About Kiffa in brief
Kiffa is a large town in the far south of Mauritania, and the name of an administrative area within the local Assaba Region. It is some 600 kilometres from the coast and at the western end of the Aoukar sand sea of southern Mauritania. About two thirds of the population are settled Berber pastoralists, who as late as the 1950s operated as sheep, goat and camel herding nomads. The town’s Berber nomadic heritage meant that Kiffa has continued to support an extensive livestock trade based on bush forage grazing, mixed with limited millet-based agrarian activity. It was home to one of the most notable beadmaking centres in West Africa, made exclusively by women from secret recipes involving powdered glass.

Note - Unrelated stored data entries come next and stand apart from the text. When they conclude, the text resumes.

// src/transaction/manifest.rs

//! The transaction manifest (spec §3, §6): the ordered plan of file
//! operations a transaction will publish, plus the `status.intent` and
//! `status.commit` marker record shapes.

use crate::error::{Error, Result};
use crate::hash::ChecksumInfo;
use chrono::{DateTime, Utc};
use serde::{Deserialize, Serialize};
use std::path::PathBuf;

#[derive(Debug, Clone, Copy, PartialEq, Eq, Serialize, Deserialize)]
#[serde(rename_all = "lowercase")]
pub enum OperationType {
    Create,
    Update,
    Delete,
    Rename,
}

/// One file mutation within a transaction (spec §3 `FileOperation`).
#[derive(Debug, Clone, Serialize, Deserialize)]
pub struct FileOperation {
    #[serde(rename = "type")]
    pub op_type: OperationType,
    #[serde(skip_serializing_if = "Option::is_none")]
    pub source: Option<PathBuf>,
    pub destination: PathBuf,
    #[serde(skip_serializing_if = "Option::is_none")]
    pub checksum_info: Option<ChecksumInfo>,
    pub size: u64,
    pub mode: u32,
}

impl FileOperation {
    pub fn new_create(destination: PathBuf, size: u64, mode: u32) -> Self {
        Self {
            op_type: OperationType::Create,
            source: None,
            destination,
            checksum_info: None,
            size,
            mode,
        }
    }

    pub fn with_checksum(mut self, info: ChecksumInfo) -> Self {
        self.checksum_info = Some(info);
        self
    }

    /// Validate a single operation per spec §3 invariant 7: destination
    /// present, `source` set iff the op is a rename.
    pub fn validate(&self) -> Result<()> {
        if self.destination.as_os_str().is_empty() {
            return Err(Error::validation("file operation missing destination"));
        }
        match self.op_type {
            OperationType::Rename if self.source.is_none() => {
                return Err(Error::validation("rename operation missing source"));
            }
            OperationType::Rename => {}
            _ if self.source.is_some() => {
                return Err(Error::validation(
                    "source set on a non-rename operation",
                ));
            }
            _ => {}
        }
        Ok(())
    }
}

/// The transaction's plan document (spec §6 `manifest.json`), written
/// from `begin` onward and appended to as files are staged.
#[derive(Debug, Clone, Serialize, Deserialize)]
pub struct Manifest {
    pub id: String,
    #[serde(default)]
    pub description: String,
    pub files: Vec<FileOperation>,
    pub created_at: DateTime<Utc>,
    #[serde(skip_serializing_if = "Option::is_none")]
    pub deadline: Option<DateTime<Utc>>,
    #[serde(default)]
    pub meta: serde_json::Map<String, serde_json::Value>,
}

impl Manifest {
    pub fn new(id: impl Into<String>) -> Self {
        Self {
            id: id.into(),
            description: String::new(),
            files: Vec::new(),
            created_at: Utc::now(),
            deadline: None,
            meta: serde_json::Map::new(),
        }
    }

    /// Manifest validation (spec §3 invariant 7): at least one file
    /// operation, every operation individually valid, creation timestamp
    /// set (guaranteed by construction, checked here for deserialized
    /// manifests recovered from disk).
    pub fn validate(&self) -> Result<()> {
        if self.files.is_empty() {
            return Err(Error::validation("manifest has no file operations"));
        }
        if self.created_at.timestamp() == 0 {
            return Err(Error::validation("manifest missing created_at"));
        }
        for op in &self.files {
            op.validate()?;
        }
        Ok(())
    }

    pub fn to_json_pretty(&self) -> Result<String> {
        Ok(serde_json::to_string_pretty(self)?)
    }

    pub fn from_json(bytes: &[u8]) -> Result<Self> {
        Ok(serde_json::from_slice(bytes)?)
    }
}

/// `status.intent` marker record (spec §6): written once staging
/// completes and the transaction is ready to commit.
#[derive(Debug, Clone, Serialize, Deserialize)]
pub struct IntentRecord {
    pub txn_id: String,
    pub marked_at: DateTime<Utc>,
    pub checksums: Vec<ChecksumInfo>,
    pub ready: bool,
}

impl IntentRecord {
    pub fn new(txn_id: impl Into<String>, checksums: Vec<ChecksumInfo>) -> Self {
        Self {
            txn_id: txn_id.into(),
            marked_at: Utc::now(),
            checksums,
            ready: true,
        }
    }

    pub fn to_json_pretty(&self) -> Result<String> {
        Ok(serde_json::to_string_pretty(self)?)
    }

    pub fn from_json(bytes: &[u8]) -> Result<Self> {
        Ok(serde_json::from_slice(bytes)?)
    }
}

/// `status.commit` marker record (spec §6): writing this file is the
/// commit point.
#[derive(Debug, Clone, Serialize, Deserialize)]
pub struct CommitRecord {
    pub txn_id: String,
    pub committed_at: DateTime<Utc>,
    pub committed_files: Vec<PathBuf>,
    pub success: bool,
}

impl CommitRecord {
    pub fn new(txn_id: impl Into<String>, committed_files: Vec<PathBuf>) -> Self {
        Self {
            txn_id: txn_id.into(),
            committed_at: Utc::now(),
            committed_files,
            success: true,
        }
    }

    pub fn to_json_pretty(&self) -> Result<String> {
        Ok(serde_json::to_string_pretty(self)?)
    }

    pub fn from_json(bytes: &[u8]) -> Result<Self> {
        Ok(serde_json::from_slice(bytes)?)
    }
}

#[cfg(test)]
mod tests {
    use super::*;

    #[test]
    fn test_manifest_requires_at_least_one_file() {
        let manifest = Manifest::new("txn_1_1");
        assert!(manifest.validate().is_err());
    }

    #[test]
    fn test_file_operation_rename_requires_source() {
        let mut op = FileOperation::new_create(PathBuf::from("dst"), 0, 0o644);
        op.op_type = OperationType::Rename;
        assert!(op.validate().is_err());
        op.source = Some(PathBuf::from("src"));
        assert!(op.validate().is_ok());
    }

    #[test]
    fn test_file_operation_non_rename_rejects_source() {
        let mut op = FileOperation::new_create(PathBuf::from("dst"), 0, 0o644);
        op.source = Some(PathBuf::from("src"));
        assert!(op.validate().is_err());
    }

    #[test]
    fn test_manifest_json_roundtrip() {
        let mut manifest = Manifest::new("txn_1700000000_000000001");
        manifest
            .files
            .push(FileOperation::new_create(PathBuf::from("a.txt"), 6, 0o644).with_checksum(
                ChecksumInfo {
                    algorithm: "sha256".to_string(),
                    value: "deadbeef".to_string(),
                    size: 6,
                    path: PathBuf::from("a.txt"),
                },
            ));

        let json = manifest.to_json_pretty().unwrap();
        let parsed = Manifest::from_json(json.as_bytes()).unwrap();
        assert_eq!(parsed.id, manifest.id);
        assert_eq!(parsed.files.len(), 1);
        assert_eq!(
            parsed.files[0].checksum_info.as_ref().map(|c| c.value.as_str()),
            Some("deadbeef")
        );
        assert!(parsed.validate().is_ok());
    }

    #[test]
    fn test_intent_and_commit_record_roundtrip() {
        let intent = IntentRecord::new("txn_1_1", Vec::new());
        let parsed = IntentRecord::from_json(intent.to_json_pretty().unwrap().as_bytes()).unwrap();
        assert!(parsed.ready);

        let commit = CommitRecord::new("txn_1_1", vec![PathBuf::from("a.txt")]);
        let parsed = CommitRecord::from_json(commit.to_json_pretty().unwrap().as_bytes()).unwrap();
        assert!(parsed.success);
        assert_eq!(parsed.committed_files.len(), 1);
    }
}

There is evidence that the last of the local women still still make the traditional bead makers have died in the 1970s, so it is a lost art. The area’s rangeland forage ecosystems remain vulnerable and can be subject to damaging overgrazing. The climate is Sahelian, with April to June as the hottest months and eighty-five percent of the low annual rainfall occurring from July to September. Near Kiffsa is KiffA Airport which has a tarmac runway of over 1,600 yards in length. There was a U.S. Peace Corps house in Kiff a which hosted young American volunteers until 2011, when terrorism fears caused the Peace Corps to officially close its programme in the country.